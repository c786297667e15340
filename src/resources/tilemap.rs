//! Scrolling tilemap resource.
//!
//! A fixed-size grid backed by a square-tile atlas. The map keeps a
//! continuous (float) scroll position; rendering shifts the visible columns
//! by the sub-tile remainder of that position ("soft scroll") so the
//! background slides smoothly between tile boundaries.
//!
//! Cells carry no tile identity yet: every visible cell draws
//! [`FILL_TILE`] from the atlas.

use std::path::Path;

use bevy_ecs::prelude::Resource;
use log::{debug, info};

use crate::error::EngineError;
use crate::resources::backbuffer::Blit;

/// Edge length of a tile in pixels.
pub const TILE_SIZE: i32 = 16;
/// Atlas dimensions in pixels.
pub const TILESHEET_WIDTH: i32 = 256;
pub const TILESHEET_HEIGHT: i32 = 256;
/// Atlas index drawn in every visible cell.
pub const FILL_TILE: usize = 2;
/// Default auto-scroll rate in pixels per second.
pub const DEFAULT_SCROLL_SPEED: f32 = 15.0;

/// What happens when the scroll position reaches the end of the world.
#[derive(Debug, Clone, Copy, Default, PartialEq, Eq)]
pub enum ScrollMode {
    /// Keep `x` in `[0, world_width)` by wrapping around.
    #[default]
    Wrap,
    /// Reverse direction at either end.
    PingPong,
    /// Stop at the end of the world.
    Clamp,
}

impl ScrollMode {
    pub fn parse(name: &str) -> Option<Self> {
        match name.trim().to_ascii_lowercase().as_str() {
            "wrap" => Some(ScrollMode::Wrap),
            "pingpong" | "ping-pong" | "ping_pong" => Some(ScrollMode::PingPong),
            "clamp" => Some(ScrollMode::Clamp),
            _ => None,
        }
    }
}

#[derive(Resource, Debug, Clone)]
pub struct Tilemap {
    /// Scroll position in pixels.
    pub x: f32,
    pub y: f32,
    /// Grid size in tiles.
    pub width: i32,
    pub height: i32,
    /// Atlas texture key.
    pub tex_key: String,
    pub tilesize: i32,
    pub tilesheet_width: i32,
    pub tilesheet_height: i32,
    pub scroll_mode: ScrollMode,
    pub scroll_speed: f32,
    /// +1.0 or -1.0; only flips in [`ScrollMode::PingPong`].
    scroll_dir: f32,
    /// Atlas index -> (source_x, source_y), row-major.
    postab: Vec<(i32, i32)>,
}

impl Tilemap {
    /// Create a `width`×`height` map over the atlas `tex_key`, scrolled to
    /// the origin.
    pub fn new(width: i32, height: i32, tex_key: impl Into<String>) -> Self {
        let tilesize = TILE_SIZE;
        let tilesheet_width = TILESHEET_WIDTH;
        let tilesheet_height = TILESHEET_HEIGHT;

        let cols = tilesheet_width / tilesize;
        let rows = tilesheet_height / tilesize;
        let mut postab = Vec::with_capacity((cols * rows) as usize);
        for ty in 0..rows {
            for tx in 0..cols {
                postab.push((tx * tilesize, ty * tilesize));
            }
        }

        Tilemap {
            x: 0.0,
            y: 0.0,
            width,
            height,
            tex_key: tex_key.into(),
            tilesize,
            tilesheet_width,
            tilesheet_height,
            scroll_mode: ScrollMode::default(),
            scroll_speed: DEFAULT_SCROLL_SPEED,
            scroll_dir: 1.0,
            postab,
        }
    }

    pub fn with_scroll(mut self, mode: ScrollMode, speed: f32) -> Self {
        self.scroll_mode = mode;
        self.scroll_speed = speed;
        self
    }

    /// Level loading stub. Reports success without reading `path`.
    pub fn load(&mut self, path: impl AsRef<Path>) -> Result<(), EngineError> {
        info!(
            "Level loading not implemented, skipping {}",
            path.as_ref().display()
        );
        Ok(())
    }

    /// Number of entries in the atlas lookup table.
    pub fn tile_count(&self) -> usize {
        self.postab.len()
    }

    /// Atlas pixel offset of tile `index`.
    pub fn lookup(&self, index: usize) -> Option<(i32, i32)> {
        self.postab.get(index).copied()
    }

    /// World width in pixels.
    pub fn world_width(&self) -> f32 {
        (self.width * self.tilesize) as f32
    }

    /// Sub-tile horizontal offset in `[0, tilesize)`.
    pub fn soft_scroll_x(&self) -> i32 {
        (self.x.floor() as i32).rem_euclid(self.tilesize)
    }

    /// Advance the auto-scroll by `delta` seconds.
    pub fn scroll_update(&mut self, delta: f32) {
        let world = self.world_width();
        let step = self.scroll_speed * delta;
        if world <= 0.0 {
            self.x += step;
            return;
        }
        match self.scroll_mode {
            ScrollMode::Wrap => {
                self.x = (self.x + step).rem_euclid(world);
                // rem_euclid can round up to `world` for tiny negatives.
                if self.x >= world {
                    self.x = 0.0;
                }
            }
            ScrollMode::Clamp => {
                self.x = (self.x + step).clamp(0.0, world);
            }
            ScrollMode::PingPong => {
                // Fold the travelled distance into a 2*world period so large
                // deltas bounce the right number of times.
                let period = 2.0 * world;
                let mut travelled = if self.scroll_dir > 0.0 {
                    self.x
                } else {
                    period - self.x
                };
                travelled = (travelled + step).rem_euclid(period);
                if travelled <= world {
                    self.x = travelled;
                    self.scroll_dir = 1.0;
                } else {
                    self.x = period - travelled;
                    self.scroll_dir = -1.0;
                }
            }
        }
        debug!("tilemap scroll x={:.2} dir={}", self.x, self.scroll_dir);
    }

    /// Current scroll direction, `1.0` (right) or `-1.0` (left).
    pub fn scroll_dir(&self) -> f32 {
        self.scroll_dir
    }

    /// Blits covering a `screen_w`×`screen_h` view.
    ///
    /// Rows `0..screen_h/ts`, columns `0..=screen_w/ts` (one extra column
    /// covers the partially scrolled edge), each shifted left by
    /// [`soft_scroll_x`](Self::soft_scroll_x).
    pub fn visible_tiles(&self, screen_w: i32, screen_h: i32) -> Vec<Blit> {
        let ts = self.tilesize;
        let soft = self.soft_scroll_x();
        let Some((source_x, source_y)) = self.lookup(FILL_TILE) else {
            return Vec::new();
        };

        let rows = screen_h / ts;
        let cols = screen_w / ts + 1;
        let mut blits = Vec::with_capacity((rows.max(0) * cols.max(0)) as usize);
        for ty in 0..rows {
            for tx in 0..cols {
                blits.push(Blit {
                    tex_key: self.tex_key.clone(),
                    source_x,
                    source_y,
                    width: ts,
                    height: ts,
                    dest_x: tx * ts - soft,
                    dest_y: ty * ts,
                });
            }
        }
        blits
    }
}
━━━━━━━━━━
■ What you will do
Every line in the data above that includes the word "String" should be copied.

■ Answer space
    pub tex_key: String,
    pub fn new(width: i32, height: i32, tex_key: impl Into<String>) -> Self {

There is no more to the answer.